Three additional U.S. appeals court judges from the middle of the country get mentioned among conservatives as Supreme Court possibilities.
Steven Colloton, 49, sits on a St. Louis-based court. Though he worked on the Clinton investigation, he spent most of his career as a prosecutor and private lawyer in Iowa.
Neil Gorsuch, 44, is on a Denver-based court. He worked for a law firm in Washington, D.C., before going to work at Bush’s Justice Department and becoming a judge in 2006.
Jeffrey Sutton, 51, joined a Cincinnati-based court after years in private practice and Ohio state government. Though long a favorite of conservatives, he wrote an opinion in June 2011 upholding the healthcare law that drew their disappointment.
A Romney administration would have options if it wanted to put forward a practicing lawyer, as Obama did in 2010 when he nominated Justice Elena Kagan, then U.S. solicitor general.
Miguel Estrada, 50, was blocked from an appeals court by Senate Democrats in 2003 after a long fight, but he is still a successful lawyer and a personal friend of Kagan.
Viet Dinh, 44, is a law partner of Clement at the Washington, D.C., firm Bancroft. A former Justice Department official, he would be the first Asian-American justice.
Two former judges still get mentioned: Michael Luttig, 57, the Boeing Co general counsel, and Michael McConnell, 56, a Stanford University law professor.
Romney, Massachusetts governor from 2003 to 2007, did not have a chance to name someone to that state’s highest court.
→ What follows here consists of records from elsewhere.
//! Shared utilities.
//!
//! Content fingerprints, bounded names and shell quoting.

pub mod hash;
pub mod name;
pub mod shell;
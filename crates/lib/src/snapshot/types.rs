use std::collections::BTreeMap;

use serde::{Deserialize, Serialize};
use thiserror::Error;

use crate::consts::SNAPSHOT_VERSION;
use crate::engine::{EngineError, Node, PlanGraph};
use crate::util::hash::ObjectHash;

/// The nodes known to be present on their targets after an apply.
///
/// Nodes are stored dependencies-first so the file reads in execution order,
/// with each node's content hash alongside for inspection.
#[derive(Debug, Clone, PartialEq, Serialize, Deserialize)]
pub struct Snapshot {
  pub version: u32,
  pub nodes: Vec<Node>,
  #[serde(default)]
  pub hashes: BTreeMap<String, ObjectHash>,
}

impl Snapshot {
  /// Record every node of `graph`.
  pub fn from_graph(graph: &PlanGraph) -> Result<Self, SnapshotError> {
    let nodes = graph.topological()?;
    let mut hashes = BTreeMap::new();
    for node in &nodes {
      hashes.insert(node.name.clone(), node.content_hash().map_err(SnapshotError::Serialize)?);
    }
    Ok(Self {
      version: SNAPSHOT_VERSION,
      nodes,
      hashes,
    })
  }

  /// Record nodes given in any order.
  pub fn from_nodes(nodes: impl IntoIterator<Item = Node>) -> Result<Self, SnapshotError> {
    Self::from_graph(&PlanGraph::restore(nodes)?)
  }

  pub fn is_empty(&self) -> bool {
    self.nodes.is_empty()
  }

  pub fn node(&self, name: &str) -> Option<&Node> {
    self.nodes.iter().find(|n| n.name == name)
  }
}

#[derive(Debug, Error)]
pub enum SnapshotError {
  #[error("failed to create snapshot directory: {0}")]
  CreateDir(#[source] std::io::Error),

  #[error("failed to read snapshot: {0}")]
  Read(#[source] std::io::Error),

  #[error("failed to write snapshot: {0}")]
  Write(#[source] std::io::Error),

  #[error("failed to parse snapshot: {0}")]
  Parse(#[source] serde_json::Error),

  #[error("failed to serialize snapshot: {0}")]
  Serialize(#[source] serde_json::Error),

  #[error("unsupported snapshot version {0}")]
  UnsupportedVersion(u32),

  #[error("recorded plan is invalid: {0}")]
  Plan(#[from] EngineError),
}
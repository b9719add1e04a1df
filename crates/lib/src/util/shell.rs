//! Quoting helpers for POSIX shells and PowerShell.

/// Quote `s` as a single POSIX shell word.
///
/// Words made only of safe characters are returned bare so generated command
/// lines stay readable.
pub fn quote(s: &str) -> String {
  if s.is_empty() {
    "''".to_string()
  } else if s.chars().all(|c| c.is_ascii_alphanumeric() || "-_=./:@+,%".contains(c)) {
    s.to_string()
  } else {
    format!("'{}'", s.replace('\'', "'\"'\"'"))
  }
}

/// Render `s` inside double quotes for a POSIX assignment (`NAME="value"`).
pub fn double_quote(s: &str) -> String {
  let mut out = String::with_capacity(s.len() + 2);
  out.push('"');
  for c in s.chars() {
    if matches!(c, '"' | '\\' | '$' | '`') {
      out.push('\\');
    }
    out.push(c);
  }
  out.push('"');
  out
}

/// Quote `s` as a PowerShell single-quoted string literal.
pub fn powershell_quote(s: &str) -> String {
  format!("'{}'", s.replace('\'', "''"))
}

/// Render `s` inside PowerShell double quotes, escaping with backticks.
pub fn powershell_double_quote(s: &str) -> String {
  let mut out = String::with_capacity(s.len() + 2);
  out.push('"');
  for c in s.chars() {
    if matches!(c, '"' | '`' | '$') {
      out.push('`');
    }
    out.push(c);
  }
  out.push('"');
  out
}

/// Whether `name` is usable as an environment variable name in generated scripts.
pub fn is_env_name(name: &str) -> bool {
  let mut chars = name.chars();
  match chars.next() {
    Some(c) if c.is_ascii_alphabetic() || c == '_' => chars.all(|c| c.is_ascii_alphanumeric() || c == '_'),
    _ => false,
  }
}

#[cfg(test)]
mod tests {
  use super::*;

  #[test]
  fn quote_leaves_plain_words_bare() {
    assert_eq!(quote("/tmp/compose-abc/compose.yaml"), "/tmp/compose-abc/compose.yaml");
    assert_eq!(quote("user@host:22"), "user@host:22");
  }

  #[test]
  fn quote_wraps_specials() {
    assert_eq!(quote(""), "''");
    assert_eq!(quote("a b"), "'a b'");
    assert_eq!(quote("it's"), "'it'\"'\"'s'");
    assert_eq!(quote("$(reboot)"), "'$(reboot)'");
  }

  #[test]
  fn double_quote_escapes_expansions() {
    assert_eq!(double_quote("1"), "\"1\"");
    assert_eq!(double_quote("a\"b$c`d\\"), "\"a\\\"b\\$c\\`d\\\\\"");
  }

  #[test]
  fn powershell_quoting() {
    assert_eq!(powershell_quote("C:\\it's"), "'C:\\it''s'");
    assert_eq!(powershell_double_quote("$x\"y"), "\"`$x`\"y\"");
  }

  #[test]
  fn env_names() {
    assert!(is_env_name("DEBIAN_FRONTEND"));
    assert!(is_env_name("_x1"));
    assert!(!is_env_name(""));
    assert!(!is_env_name("1X"));
    assert!(!is_env_name("A-B"));
    assert!(!is_env_name("A B"));
  }
}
But he sent signals that he wanted courts to move in a more conservative direction.
Romney frequently railed against a 2003 ruling from the Massachusetts Supreme Judicial Court that legalized same-sex marriage. In 2005, he told the Federalist Society, a conservative legal group, that the justices were threatening “great peril to the culture of our entire land,” The Boston Globe reported at the time.
Although Romney’s picks for lower state courts included many Democrats, his advisers say he was constrained by the state’s liberal tilt, and he chose a Federalist Society member to run his selection process.
Many conservatives take Romney’s commitment to nominate judges in the conservative mold to mean he will not pick a “stealth” candidate whose views are unknown, or a personal friend as Bush did in nominating Harriet Miers in 2005. A rebellion among senators and activists forced Miers to withdraw, and Bush chose Samuel Alito in her place.
James Bopp, general counsel of the National Right to Life Committee, an anti-abortion group, said Romney would have “a goodly number of qualified candidates with a conservative judicial philosophy. Those are the people he’d be looking to.”